Within minutes of its being made public, Chandler's screed ricocheted around the Internet and was distributed at Newsday with glee. (Newsday is owned by Times Mirror, the parent company of the L.A. Times.) By Friday, several old black-and-white photos of Chandler had been posted around the newsroom in L.A., and at least one staffer wrote the man a letter of appreciation. Others waxed cynical, calling the eccentric ex-publisher "just some rich guy calling from a car museum in Oxnard." (Chandler has a passion for wheels.) Asked one wag, "Does this mean he's going to give back all the money he made?"

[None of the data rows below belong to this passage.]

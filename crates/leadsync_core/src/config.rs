//! Synchronization settings.
//!
//! # Responsibility
//! - Hold channel naming, table names and store retry policy.
//! - Load settings from JSON with per-field defaults and validate them.
//!
//! # Invariants
//! - A validated config has non-blank identifiers, distinct tables and a
//!   non-zero retry delay.

use once_cell::sync::Lazy;
use regex::Regex;
use serde::{Deserialize, Serialize};
use std::error::Error;
use std::fmt::{Display, Formatter};
use std::path::{Path, PathBuf};
use std::time::Duration;

pub const DEFAULT_NAMESPACE: &str = "realtime";
pub const DEFAULT_SCHEMA: &str = "public";
pub const DEFAULT_PRIMARY_TABLE: &str = "leads";
pub const DEFAULT_SECONDARY_TABLE: &str = "contact_entities";
pub const DEFAULT_EMPTY_RETRY_DELAY_MS: u64 = 1_500;

static IDENTIFIER_RE: Lazy<Regex> =
    Lazy::new(|| Regex::new(r"^[a-z_][a-z0-9_]*$").expect("valid identifier regex"));
static NAMESPACE_RE: Lazy<Regex> =
    Lazy::new(|| Regex::new(r"^[a-z0-9][a-z0-9_\-]*$").expect("valid namespace regex"));

/// Configuration load/validation error.
#[derive(Debug)]
pub enum ConfigError {
    Io {
        path: PathBuf,
        source: std::io::Error,
    },
    Parse(serde_json::Error),
    Invalid(String),
}

impl Display for ConfigError {
    fn fmt(&self, f: &mut Formatter<'_>) -> std::fmt::Result {
        match self {
            Self::Io { path, source } => {
                write!(f, "failed to read config `{}`: {source}", path.display())
            }
            Self::Parse(err) => write!(f, "invalid config json: {err}"),
            Self::Invalid(message) => write!(f, "invalid config: {message}"),
        }
    }
}

impl Error for ConfigError {
    fn source(&self) -> Option<&(dyn Error + 'static)> {
        match self {
            Self::Io { source, .. } => Some(source),
            Self::Parse(err) => Some(err),
            Self::Invalid(_) => None,
        }
    }
}

impl From<serde_json::Error> for ConfigError {
    fn from(value: serde_json::Error) -> Self {
        Self::Parse(value)
    }
}

/// Settings shared by the store, the channel adapter and the binder.
#[derive(Debug, Clone, PartialEq, Eq, Serialize, Deserialize)]
#[serde(default)]
pub struct SyncConfig {
    /// Prefix of every channel id.
    pub namespace: String,
    pub schema: String,
    /// Lead identity table.
    pub primary_table: String,
    /// Lead detail table.
    pub secondary_table: String,
    /// Delay before the one-shot retry after an empty first load.
    pub empty_retry_delay_ms: u64,
    /// Keep the last list when a visible refetch fails instead of clearing it.
    pub keep_stale_on_error: bool,
}

impl Default for SyncConfig {
    fn default() -> Self {
        Self {
            namespace: DEFAULT_NAMESPACE.to_string(),
            schema: DEFAULT_SCHEMA.to_string(),
            primary_table: DEFAULT_PRIMARY_TABLE.to_string(),
            secondary_table: DEFAULT_SECONDARY_TABLE.to_string(),
            empty_retry_delay_ms: DEFAULT_EMPTY_RETRY_DELAY_MS,
            keep_stale_on_error: true,
        }
    }
}

impl SyncConfig {
    /// Parses and validates a JSON document; missing fields take defaults.
    pub fn from_json_str(raw: &str) -> Result<Self, ConfigError> {
        let config: Self = serde_json::from_str(raw)?;
        config.validate()?;
        Ok(config)
    }

    /// Reads, parses and validates a JSON config file.
    pub fn load(path: impl AsRef<Path>) -> Result<Self, ConfigError> {
        let path = path.as_ref();
        let raw = std::fs::read_to_string(path).map_err(|source| ConfigError::Io {
            path: path.to_path_buf(),
            source,
        })?;
        Self::from_json_str(&raw)
    }

    pub fn validate(&self) -> Result<(), ConfigError> {
        if !NAMESPACE_RE.is_match(&self.namespace) {
            return Err(ConfigError::Invalid(format!(
                "namespace `{}` must be lowercase alphanumeric, `_` or `-`",
                self.namespace
            )));
        }
        for (field, value) in [
            ("schema", &self.schema),
            ("primary_table", &self.primary_table),
            ("secondary_table", &self.secondary_table),
        ] {
            if !IDENTIFIER_RE.is_match(value) {
                return Err(ConfigError::Invalid(format!(
                    "{field} `{value}` is not a valid identifier"
                )));
            }
        }
        if self.primary_table == self.secondary_table {
            return Err(ConfigError::Invalid(
                "primary_table and secondary_table must differ".to_string(),
            ));
        }
        if self.empty_retry_delay_ms == 0 {
            return Err(ConfigError::Invalid(
                "empty_retry_delay_ms must be greater than zero".to_string(),
            ));
        }
        Ok(())
    }

    pub fn empty_retry_delay(&self) -> Duration {
        Duration::from_millis(self.empty_retry_delay_ms)
    }
}
//! Process-wide logging bootstrap for the sync core.
//!
//! # Responsibility
//! - Start exactly one `flexi_logger` backend per process, either rolling
//!   files or stderr.
//! - Install a panic hook that records a sanitized panic summary.
//!
//! # Invariants
//! - Re-initialization with the same level and target is a no-op.
//! - Re-initialization with a different level or target is rejected.
//! - Initialization never panics.
//! - Log lines carry record metadata (ids, counts, codes), never lead
//!   contact fields.

use flexi_logger::{Cleanup, Criterion, FileSpec, Logger, LoggerHandle, Naming, WriteMode};
use log::{error, info};
use once_cell::sync::OnceCell;
use std::fmt::{Display, Formatter};
use std::path::{Path, PathBuf};

const LOG_FILE_BASENAME: &str = "leadsync";
const MAX_LOG_FILE_SIZE_BYTES: u64 = 10 * 1024 * 1024;
const MAX_LOG_FILES: usize = 5;
const MAX_PANIC_PAYLOAD_CHARS: usize = 160;

static LOGGING_STATE: OnceCell<LoggingState> = OnceCell::new();
static PANIC_HOOK_INSTALLED: OnceCell<()> = OnceCell::new();

/// Where the active logger writes.
#[derive(Debug, Clone, PartialEq, Eq)]
pub enum LogTarget {
    /// Size-rotated files under this directory.
    Directory(PathBuf),
    Stderr,
}

impl Display for LogTarget {
    fn fmt(&self, f: &mut Formatter<'_>) -> std::fmt::Result {
        match self {
            Self::Directory(dir) => write!(f, "{}", dir.display()),
            Self::Stderr => write!(f, "stderr"),
        }
    }
}

struct LoggingState {
    level: &'static str,
    target: LogTarget,
    _logger: LoggerHandle,
}

/// Starts rolling file logs under `log_dir`.
///
/// # Errors
/// - Unsupported `level`.
/// - `log_dir` empty, relative, or not creatable.
/// - Logging already active with another level or target.
pub fn init_logging(level: &str, log_dir: &str) -> Result<(), String> {
    let level = normalize_level(level)?;
    let dir = normalize_log_dir(log_dir)?;
    init_with(level, LogTarget::Directory(dir))
}

/// Starts logging to stderr; used by the CLI when no directory is given.
pub fn init_stderr_logging(level: &str) -> Result<(), String> {
    let level = normalize_level(level)?;
    init_with(level, LogTarget::Stderr)
}

/// Active `(level, target)`, or `None` before initialization.
pub fn logging_status() -> Option<(&'static str, LogTarget)> {
    LOGGING_STATE
        .get()
        .map(|state| (state.level, state.target.clone()))
}

/// `debug` for debug builds, `info` otherwise.
pub fn default_log_level() -> &'static str {
    if cfg!(debug_assertions) {
        "debug"
    } else {
        "info"
    }
}

fn init_with(level: &'static str, target: LogTarget) -> Result<(), String> {
    let state = LOGGING_STATE.get_or_try_init(|| start_logger(level, target.clone()))?;
    if state.target != target {
        return Err(format!(
            "logging already initialized at `{}`; refusing to switch to `{}`",
            state.target, target
        ));
    }
    if state.level != level {
        return Err(format!(
            "logging already initialized with level `{}`; refusing to switch to `{}`",
            state.level, level
        ));
    }
    Ok(())
}

fn start_logger(level: &'static str, target: LogTarget) -> Result<LoggingState, String> {
    let logger = Logger::try_with_str(level)
        .map_err(|err| format!("invalid log level `{level}`: {err}"))?;

    let logger = match &target {
        LogTarget::Directory(dir) => {
            std::fs::create_dir_all(dir).map_err(|err| {
                format!("failed to create log directory `{}`: {err}", dir.display())
            })?;
            logger
                .log_to_file(
                    FileSpec::default()
                        .directory(dir.as_path())
                        .basename(LOG_FILE_BASENAME),
                )
                .rotate(
                    Criterion::Size(MAX_LOG_FILE_SIZE_BYTES),
                    Naming::Numbers,
                    Cleanup::KeepLogFiles(MAX_LOG_FILES),
                )
                .write_mode(WriteMode::BufferAndFlush)
                .append()
                .format_for_files(flexi_logger::detailed_format)
        }
        LogTarget::Stderr => logger
            .log_to_stderr()
            .format_for_stderr(flexi_logger::detailed_format),
    }
    .start()
    .map_err(|err| format!("failed to start logger: {err}"))?;

    install_panic_hook_once();

    info!(
        "event=core_init module=core status=ok level={} target={} build_mode={} version={}",
        level,
        target,
        build_mode(),
        env!("CARGO_PKG_VERSION")
    );

    Ok(LoggingState {
        level,
        target,
        _logger: logger,
    })
}

fn normalize_level(level: &str) -> Result<&'static str, String> {
    match level.trim().to_ascii_lowercase().as_str() {
        "trace" => Ok("trace"),
        "debug" => Ok("debug"),
        "info" => Ok("info"),
        "warn" | "warning" => Ok("warn"),
        "error" => Ok("error"),
        other => Err(format!(
            "unsupported log level `{other}`; expected trace|debug|info|warn|error"
        )),
    }
}

fn normalize_log_dir(log_dir: &str) -> Result<PathBuf, String> {
    let trimmed = log_dir.trim();
    if trimmed.is_empty() {
        return Err("log_dir cannot be empty".to_string());
    }
    let path = Path::new(trimmed);
    if !path.is_absolute() {
        return Err(format!("log_dir must be an absolute path, got `{trimmed}`"));
    }
    Ok(path.to_path_buf())
}

fn build_mode() -> &'static str {
    if cfg!(debug_assertions) {
        "debug"
    } else {
        "release"
    }
}

fn install_panic_hook_once() {
    if PANIC_HOOK_INSTALLED.set(()).is_err() {
        return;
    }

    let previous_hook = std::panic::take_hook();
    std::panic::set_hook(Box::new(move |panic_info| {
        let location = panic_info
            .location()
            .map(|loc| format!("{}:{}", loc.file(), loc.line()))
            .unwrap_or_else(|| "unknown".to_string());
        let payload = panic_payload_summary(panic_info);
        error!(
            "event=panic_captured module=core status=error location={} payload={}",
            location, payload
        );
        previous_hook(panic_info);
    }));
}

fn panic_payload_summary(info: &std::panic::PanicHookInfo<'_>) -> String {
    let payload = if let Some(message) = info.payload().downcast_ref::<&str>() {
        (*message).to_string()
    } else if let Some(message) = info.payload().downcast_ref::<String>() {
        message.clone()
    } else {
        "non-string panic payload".to_string()
    };
    sanitize_message(&payload, MAX_PANIC_PAYLOAD_CHARS)
}

fn sanitize_message(value: &str, max_chars: usize) -> String {
    let normalized = value.replace(['\n', '\r'], " ");
    let mut truncated = normalized.chars().take(max_chars).collect::<String>();
    if normalized.chars().count() > max_chars {
        truncated.push_str("...");
    }
    truncated
}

Meanwhile, the Times Mirror board threw its support behind CEO Mark Willes, who has tripled the price of company stock and whose spin informed the Wall Street Journal account of November 5. Willes called the partnership a "mistake," and the paper assigned a reporter to investigate. One staffer deemed the probe a PR move that could bury the story for months, and speculated that the board might also fire someone to save face. To which another staffer responded, "Who? Downing?"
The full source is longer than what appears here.